== Segment start ==
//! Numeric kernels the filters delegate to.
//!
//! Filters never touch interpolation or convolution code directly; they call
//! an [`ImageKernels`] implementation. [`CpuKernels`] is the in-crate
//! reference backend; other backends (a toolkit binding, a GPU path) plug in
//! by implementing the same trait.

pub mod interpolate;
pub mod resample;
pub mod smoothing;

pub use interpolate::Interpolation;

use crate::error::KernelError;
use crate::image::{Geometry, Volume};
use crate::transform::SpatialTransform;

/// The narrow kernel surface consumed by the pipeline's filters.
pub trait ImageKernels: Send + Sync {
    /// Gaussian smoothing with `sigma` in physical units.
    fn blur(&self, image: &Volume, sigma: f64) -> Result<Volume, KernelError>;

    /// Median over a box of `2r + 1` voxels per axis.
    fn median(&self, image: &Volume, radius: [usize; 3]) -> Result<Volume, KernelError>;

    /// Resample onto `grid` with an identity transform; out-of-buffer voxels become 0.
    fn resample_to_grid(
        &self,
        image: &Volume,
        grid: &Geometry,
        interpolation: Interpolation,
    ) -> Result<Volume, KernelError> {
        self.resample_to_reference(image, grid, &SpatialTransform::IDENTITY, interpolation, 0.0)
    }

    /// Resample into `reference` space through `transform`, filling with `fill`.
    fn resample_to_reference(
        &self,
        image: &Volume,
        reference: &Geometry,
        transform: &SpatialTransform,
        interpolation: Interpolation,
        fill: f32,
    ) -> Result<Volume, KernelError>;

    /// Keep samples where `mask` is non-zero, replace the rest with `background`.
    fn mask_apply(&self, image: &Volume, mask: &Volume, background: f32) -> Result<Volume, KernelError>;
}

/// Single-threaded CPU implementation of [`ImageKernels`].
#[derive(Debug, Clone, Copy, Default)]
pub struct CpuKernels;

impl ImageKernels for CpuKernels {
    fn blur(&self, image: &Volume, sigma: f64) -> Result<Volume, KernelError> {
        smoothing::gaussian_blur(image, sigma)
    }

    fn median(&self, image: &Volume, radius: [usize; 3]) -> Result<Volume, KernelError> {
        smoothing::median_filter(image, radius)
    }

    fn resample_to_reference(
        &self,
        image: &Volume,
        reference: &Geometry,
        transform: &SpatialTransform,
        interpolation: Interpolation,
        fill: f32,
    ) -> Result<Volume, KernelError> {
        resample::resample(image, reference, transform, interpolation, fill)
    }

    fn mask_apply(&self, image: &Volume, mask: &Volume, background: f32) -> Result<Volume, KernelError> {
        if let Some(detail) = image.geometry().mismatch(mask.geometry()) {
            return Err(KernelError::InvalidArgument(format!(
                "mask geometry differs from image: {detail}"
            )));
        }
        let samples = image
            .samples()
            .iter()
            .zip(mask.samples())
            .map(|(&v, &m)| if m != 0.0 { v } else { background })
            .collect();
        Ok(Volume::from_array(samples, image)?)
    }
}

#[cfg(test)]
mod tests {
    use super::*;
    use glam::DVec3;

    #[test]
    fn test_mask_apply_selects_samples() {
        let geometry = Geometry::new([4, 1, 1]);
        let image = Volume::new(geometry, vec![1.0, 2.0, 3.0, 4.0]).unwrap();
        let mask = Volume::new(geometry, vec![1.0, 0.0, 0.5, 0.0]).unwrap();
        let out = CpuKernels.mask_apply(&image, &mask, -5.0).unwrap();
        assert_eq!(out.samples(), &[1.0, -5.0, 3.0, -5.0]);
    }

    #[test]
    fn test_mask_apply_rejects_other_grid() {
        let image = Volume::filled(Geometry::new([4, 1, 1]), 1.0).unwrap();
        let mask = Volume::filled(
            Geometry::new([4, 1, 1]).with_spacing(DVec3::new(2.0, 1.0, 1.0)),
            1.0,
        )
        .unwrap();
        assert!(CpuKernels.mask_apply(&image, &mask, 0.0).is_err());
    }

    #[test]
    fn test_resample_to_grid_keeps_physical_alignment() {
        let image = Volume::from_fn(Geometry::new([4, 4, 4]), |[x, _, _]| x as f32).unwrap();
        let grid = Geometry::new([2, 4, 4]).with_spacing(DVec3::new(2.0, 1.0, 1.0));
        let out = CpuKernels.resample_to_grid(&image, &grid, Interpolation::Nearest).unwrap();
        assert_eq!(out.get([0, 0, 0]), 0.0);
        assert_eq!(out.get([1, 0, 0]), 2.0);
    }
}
== Segment end ==
• _EXERCISE INSTRUCTIONS_
Your answer should be only a number: how many lines in the records hold the word "SpatialTransform".

• _YOUR RESPONSE_
4